(509d) Hydrogen Sulfide Removal with Polymer Membranes for Fuel-Cell Applications | AIChE

(509d) Hydrogen Sulfide Removal with Polymer Membranes for Fuel-Cell Applications

Authors 

Huang, J. - Presenter, Department of Chemical and Biomolecular Engineering, The Ohio State University
Zou, J. - Presenter, Department of Chemical and Biomolecular Engineering, The Ohio State University
Ho, W. W. - Presenter, The Ohio State University


Hydrogen sulfide is a common contaminant in the hydrogen that poisons the fuel cell anode catalyst. Since this poisoning mechanism is irreversible, even trace concentrations of H2S ( > 10 ppb) in the hydrogen can significantly degrade fuel cell performance. So it must be almost completely removed prior to feeding hydrogen to fuel cells. In this study, polymer membranes containing amino groups were investigated to remove H2S for hydrogen purification for proton-exchange membrane (PEM) fuel cells. The membranes require no regeneration step and have no moving parts in the pressure driven separation, all of which enable the H2S removal process both compact in size and effective in operation.

We synthesized H2S and CO2-selective polymer membranes by incorporating amino groups, in polymer networks, which react with these acidic gases reversibly and enhance their removal.
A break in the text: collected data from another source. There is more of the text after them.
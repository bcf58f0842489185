//! Error types for beaconflow.
//!
//! All errors are represented by the `BeaconflowError` enum. Action-level
//! failures (packing, remote call, timeout) are recorded in the result log and
//! never abort the run; only workflow-level variants surface as a terminal
//! error of `Engine::execute`.

use serde::{Deserialize, Serialize};
use thiserror::Error;

/// Unified error type for all beaconflow operations.
#[derive(Deserialize, Serialize, Error, Debug, Clone, PartialEq)]
pub enum BeaconflowError {
    /// BOF argument carries a type tag the packer does not know.
    #[error("unsupported argument type: {0}")]
    UnsupportedType(String),

    /// BOF argument value cannot be coerced to its declared type.
    #[error("failed to pack {arg_type} argument: {message}")]
    TypeMismatch {
        arg_type: String,
        message: String,
    },

    /// Condition with an unknown operator or an unusable expected value.
    #[error("invalid condition: {0}")]
    InvalidCondition(String),

    /// The remote client reported an error for the call.
    #[error("{0}")]
    RemoteCall(String),

    /// The remote call did not finish within the action timeout.
    #[error("action timed out after {0:?}")]
    Timeout(std::time::Duration),

    /// A `{{#action.field#}}` reference in a parameter could not be resolved.
    #[error("{0}")]
    Template(String),

    /// Workflow definition errors (shape, depth, cycles, missing beacon).
    #[error("{0}")]
    Workflow(String),

    /// A top-level action failed with nothing to absorb the failure.
    #[error("action '{action}' failed: {message}")]
    ActionFailed {
        action: String,
        message: String,
    },

    /// Configuration parsing or validation errors.
    #[error("{0}")]
    Config(String),

    /// Data conversion errors (JSON, TOML, hex).
    #[error("{0}")]
    Convert(String),

    /// Engine-level errors (task join failures, logging setup).
    #[error("{0}")]
    Engine(String),

    /// I/O operation errors.
    #[error("{0}")]
    IoError(String),
}

impl From<std::io::Error> for BeaconflowError {
    fn from(error: std::io::Error) -> Self {
        BeaconflowError::IoError(error.to_string())
    }
}

impl From<serde_json::Error> for BeaconflowError {
    fn from(error: serde_json::Error) -> Self {
        BeaconflowError::Convert(error.to_string())
    }
}

impl From<toml::de::Error> for BeaconflowError {
    fn from(error: toml::de::Error) -> Self {
        BeaconflowError::Config(error.to_string())
    }
}

impl From<tokio::task::JoinError> for BeaconflowError {
    fn from(error: tokio::task::JoinError) -> Self {
        BeaconflowError::Engine(format!("action task aborted: {}", error))
    }
}

#[cfg(test)]
mod tests {
    use super::*;

    #[test]
    fn test_conversions() {
        let err: BeaconflowError = std::io::Error::other("disk full").into();
        assert_eq!(err, BeaconflowError::IoError("disk full".to_string()));

        let err: BeaconflowError = serde_json::from_str::<serde_json::Value>("{").unwrap_err().into();
        assert!(matches!(err, BeaconflowError::Convert(_)));

        let err: BeaconflowError = toml::from_str::<toml::Table>("= 1").unwrap_err().into();
        assert!(matches!(err, BeaconflowError::Config(_)));
    }

    #[tokio::test]
    async fn test_join_error_is_engine_error() {
        let handle = tokio::spawn(std::future::pending::<()>());
        handle.abort();
        let err: BeaconflowError = handle.await.unwrap_err().into();
        assert!(matches!(err, BeaconflowError::Engine(ref m) if m.starts_with("action task aborted")));
    }
}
A circular gas permeation cell with countercurrent gas flows was used to study the H2S removal. Two feed gases were used, one consisted of 50 ppm H2S, 1% CO, 17% CO2, 45% H2, and 37% N2, similar to the composition of synthesis gas from autothemal reforming with air, and the other had 100 ppb H2S in N2. The membranes showed high H2S and CO2 permeabilities and H2S/H2 and CO2/H2 selectivities in temperatures ranging from 110oC to 140oC. The transport properties for H2S were significantly better than those for CO2 because of the faster reaction mechanism with H2S. Using this membrane cell with a membrane area of 45.6 cm2, the H2S concentration in the gases was reduced from 50 ppm to less than 80 ppb, or from 100 ppb to less than 10 ppb, at 120oC. In addition, a gas permeation model based on the hollow fiber configuration has been developed, and the modeling has shown that < 10 ppb H2S is achievable from typical reforming synthesis gas with small membrane area requirement.